What you want is the combination: persistent sessions (multi-kernel state per GPU) with burst parallelism (many GPUs simultaneously). Each GPU gets its own session with loaded modules and allocated buffers. N sessions run in parallel. Wall-clock time: one pipeline latency, not N.

What You Build

A coordinator that:

  • Acquires N GPU leases, one per input (or batch of inputs).
  • Opens a GpuSession on each lease — isolated CUDA context with persistent device memory.
  • Per session: loads a module, allocates buffers, uploads input, runs the kernel chain, reads results.
  • Runs all sessions in parallel.
  • Drops all leases — contexts, buffers, and modules freed automatically.

Building Blocks

  • grafos_std::gpu::{GpuBuilder, GpuLease, GpuSession, GpuMemHandle, GpuModule} — GPU session API — source
  • fabricbios_core::gpu_session wire types (ops 0x0601–0x0607) — source
  • grafos_jobs::{JobCoordinator, RetryPolicy, MemoryOutputStore, WorkChunk, ChunkId} — burst orchestration — source
  • grafos_leasekit::{RenewalManager, RenewalPolicy} — lease renewal — source

Related:

Design

Sessions + Burst = Parallel Pipelines

Recipe 30 shows how a session keeps device memory and modules alive across kernel launches — no re-uploading weights or recompiling PTX between steps. Recipe 32 shows how to fan out across many GPUs in parallel — but with stateless single-shot dispatch.
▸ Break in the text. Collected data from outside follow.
//! Staleness-bounded memoization keyed by `(primary, secondary)` ids.
//!
//! # Semantics
//!
//! - A miss calls the fetch function once and stores whatever it returns,
//!   [`Lookup::Found`] and [`Lookup::NotFound`] alike, under the same refresh
//!   interval. Fetch errors are never stored.
//! - A stale hit (age past the refresh interval, or force-invalidated)
//!   refetches. If that refetch fails the error is returned and the stale
//!   entry is dropped; stale values are never served.
//! - One lock covers the whole map and is held across the fetch, so at most
//!   one fetch is in flight per cache. A fetch function must not call back
//!   into the same cache.

use std::collections::BTreeMap;
use std::sync::Arc;
use std::time::{Duration, Instant};

use credagent_core::CacheConfig;
use parking_lot::Mutex;
use thiserror::Error;
use tracing::{debug, trace, warn};

/// Composite key ordered by primary id, then secondary id.
#[derive(Debug, Clone, PartialEq, Eq, PartialOrd, Ord, Hash)]
pub struct CacheKey {
    pub primary: String,
    pub secondary: String,
}

impl CacheKey {
    pub fn new(primary: impl Into<String>, secondary: impl Into<String>) -> Self {
        Self {
            primary: primary.into(),
            secondary: secondary.into(),
        }
    }
}

/// Outcome of a lookup. `NotFound` is a cached answer, not a miss.
#[derive(Debug, Clone, PartialEq, Eq)]
pub enum Lookup<V> {
    Found(V),
    NotFound,
}

impl<V> Lookup<V> {
    pub fn found(self) -> Option<V> {
        match self {
            Lookup::Found(v) => Some(v),
            Lookup::NotFound => None,
        }
    }

    pub fn is_found(&self) -> bool {
        matches!(self, Lookup::Found(_))
    }
}

#[derive(Debug, Clone, PartialEq, Eq, Error)]
pub enum CacheError {
    /// The authority refused access to the value
    #[error("not allowed: {0}")]
    NotAllowed(String),

    /// The fetch failed for any other reason
    #[error("upstream fetch failed: {0}")]
    Upstream(String),
}

pub type CacheResult<T> = Result<T, CacheError>;

/// Time source for staleness checks.
pub trait Clock: Send + Sync {
    fn now(&self) -> Instant;
}

#[derive(Debug, Default, Clone, Copy)]
pub struct SystemClock;

impl Clock for SystemClock {
    fn now(&self) -> Instant {
        Instant::now()
    }
}

/// Clock that only moves when told to.
#[derive(Debug)]
pub struct ManualClock {
    start: Instant,
    offset: Mutex<Duration>,
}

impl ManualClock {
    pub fn new() -> Self {
        Self {
            start: Instant::now(),
            offset: Mutex::new(Duration::ZERO),
        }
    }

    pub fn advance(&self, by: Duration) {
        *self.offset.lock() += by;
    }
}

impl Default for ManualClock {
    fn default() -> Self {
        Self::new()
    }
}

impl Clock for ManualClock {
    fn now(&self) -> Instant {
        self.start + *self.offset.lock()
    }
}

struct CacheEntry<V> {
    value: Lookup<V>,
    last_refreshed_at: Instant,
    force_stale: bool,
}

pub struct StalenessCache<V> {
    config: CacheConfig,
    clock: Arc<dyn Clock>,
    entries: Mutex<BTreeMap<CacheKey, CacheEntry<V>>>,
}

impl<V: Clone> StalenessCache<V> {
    pub fn new(config: CacheConfig) -> Self {
        Self::with_clock(config, Arc::new(SystemClock))
    }

    pub fn with_clock(config: CacheConfig, clock: Arc<dyn Clock>) -> Self {
        Self {
            config,
            clock,
            entries: Mutex::new(BTreeMap::new()),
        }
    }

    pub fn config(&self) -> &CacheConfig {
        &self.config
    }

    /// Return the cached value for `key`, fetching on a miss or stale hit.
    pub fn lookup<F>(&self, key: &CacheKey, fetch: F) -> CacheResult<Lookup<V>>
    where
        F: FnOnce(&CacheKey) -> CacheResult<Lookup<V>>,
    {
        let mut entries = self.entries.lock();

        if let Some(entry) = entries.get(key) {
            if !self.is_stale(entry) {
                trace!(primary = %key.primary, secondary = %key.secondary, "Cache hit");
                return Ok(entry.value.clone());
            }
            debug!(primary = %key.primary, secondary = %key.secondary, "Cache entry stale, refreshing");
        }

        match fetch(key) {
            Ok(value) => {
                entries.insert(
                    key.clone(),
                    CacheEntry {
                        value: value.clone(),
                        last_refreshed_at: self.clock.now(),
                        force_stale: false,
                    },
                );
                Ok(value)
            }
            Err(err) => {
                if entries.remove(key).is_some() {
                    warn!(
                        primary = %key.primary,
                        secondary = %key.secondary,
                        error = %err,
                        "Refresh failed, stale entry discarded"
                    );
                }
                Err(err)
            }
        }
    }

    /// Store a value obtained outside `lookup`, unless a fresh entry exists.
    pub fn seed(&self, key: CacheKey, value: V) {
        let mut entries = self.entries.lock();
        if entries.get(&key).is_some_and(|e| !self.is_stale(e)) {
            return;
        }
        entries.insert(
            key,
            CacheEntry {
                value: Lookup::Found(value),
                last_refreshed_at: self.clock.now(),
                force_stale: false,
            },
        );
    }

    /// Force the next lookup of `key` to refetch. Returns whether an entry existed.
    pub fn invalidate(&self, key: &CacheKey) -> bool {
        match self.entries.lock().get_mut(key) {
            Some(entry) => {
                entry.force_stale = true;
                true
            }
            None => false,
        }
    }

    pub fn invalidate_all(&self) {
        for entry in self.entries.lock().values_mut() {
            entry.force_stale = true;
        }
    }

    pub fn len(&self) -> usize {
        self.entries.lock().len()
    }

    pub fn is_empty(&self) -> bool {
        self.len() == 0
    }

    fn is_stale(&self, entry: &CacheEntry<V>) -> bool {
        entry.force_stale
            || self
                .config
                .refresh_interval
                .is_expired(self.clock.now().saturating_duration_since(entry.last_refreshed_at))
    }
}
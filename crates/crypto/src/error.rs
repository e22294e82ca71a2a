//! Error types for session cipher and envelope operations.

use thiserror::Error;

#[derive(Debug, Clone, PartialEq, Eq, Error)]
pub enum CryptoError {
    #[error("invalid key length {0} (expected 16 or 32 bytes)")]
    InvalidKeyLength(usize),

    #[error("invalid IV length {0} (expected 16 bytes)")]
    InvalidIvLength(usize),

    #[error("encryption failed: {0}")]
    Encryption(String),

    #[error("decryption failed: {0}")]
    Decryption(String),

    #[error("pad length {pad} exceeds plaintext length {len}")]
    Padding { pad: usize, len: usize },

    #[error("invalid base64 in {field}: {reason}")]
    Encoding { field: &'static str, reason: String },

    #[error("envelope sealed under key {expected}, got key {actual}")]
    KeyMismatch { expected: String, actual: String },

    #[error("no session key available for {0}")]
    KeyUnavailable(String),

    #[error("malformed envelope: {0}")]
    Envelope(String),
}

pub type CryptoResult<T> = Result<T, CryptoError>;
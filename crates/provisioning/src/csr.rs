//! Key pair and certificate signing request generation.

use rcgen::{BasicConstraints, CertificateParams, DistinguishedName, DnType, IsCa, KeyPair};
use zeroize::Zeroizing;

use crate::asset::CertificateDataAsset;
use crate::error::{AssetError, AssetResult};

pub struct GeneratedCsr {
    pub csr_pem: String,
    pub private_key_pem: Zeroizing<String>,
}

pub trait CsrGenerator: Send + Sync {
    fn generate(&self, instructions: &CertificateDataAsset) -> AssetResult<GeneratedCsr>;
}

/// ECDSA P-256 keys and PKCS#10 requests via rcgen.
#[derive(Debug, Default, Clone, Copy)]
pub struct RcgenCsrGenerator;

impl CsrGenerator for RcgenCsrGenerator {
    fn generate(&self, instructions: &CertificateDataAsset) -> AssetResult<GeneratedCsr> {
        let subject = &instructions.subject;
        if subject.common_name.trim().is_empty() {
            return Err(AssetError::MissingField("subject.commonName"));
        }

        let mut params = CertificateParams::new(instructions.subject_alt_names.clone())
            .map_err(|e| AssetError::Csr(e.to_string()))?;

        let mut dn = DistinguishedName::new();
        dn.push(DnType::CommonName, subject.common_name.as_str());
        let optional = [
            (DnType::OrganizationName, &subject.organization),
            (DnType::OrganizationalUnitName, &subject.organizational_unit),
            (DnType::CountryName, &subject.country),
            (DnType::StateOrProvinceName, &subject.state),
            (DnType::LocalityName, &subject.locality),
        ];
        for (kind, value) in optional {
            if let Some(value) = value {
                dn.push(kind, value.as_str());
            }
        }
        params.distinguished_name = dn;
        if instructions.is_ca {
            params.is_ca = IsCa::Ca(BasicConstraints::Unconstrained);
        }

        let key_pair = KeyPair::generate().map_err(|e| AssetError::Csr(e.to_string()))?;
        let csr = params
            .serialize_request(&key_pair)
            .map_err(|e| AssetError::Csr(e.to_string()))?;

        Ok(GeneratedCsr {
            csr_pem: csr.pem().map_err(|e| AssetError::Csr(e.to_string()))?,
            private_key_pem: Zeroizing::new(key_pair.serialize_pem()),
        })
    }
}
This recipe combines both: each GPU gets a session (state persists across kernels), and many sessions run concurrently (burst parallelism). The execution pattern per session is identical to Recipe 30; the fan-out pattern is identical to Recipe 32. The combination is more than either alone.

Session Lifecycle Per GPU

Lease acquired → Session opened → Module loaded → Buffers allocated
→ Upload input
→ Launch kernel 1 (async)
→ Launch kernel 2 (async — reads kernel 1's output from same buffer)
→ Launch kernel 3 (async)
→ Sync (wait for all three)
→ Read output
→ Drop lease (context, buffers, module freed)

Intermediate buffers (kernel 1 output = kernel 2 input) stay on the device. No host round-trip between kernels. This is the key advantage over chaining GPU_SUBMIT calls.

Contrast with Recipe 32

Recipe 32 uses stateless GPU_SUBMIT — one kernel per GPU, context created and destroyed per call. That works when each evaluation is a single kernel with no shared state.

This recipe uses sessions — the CUDA context and device memory persist across multiple kernel launches within the same session. Use this when your workload is a pipeline of dependent kernels operating on shared device buffers.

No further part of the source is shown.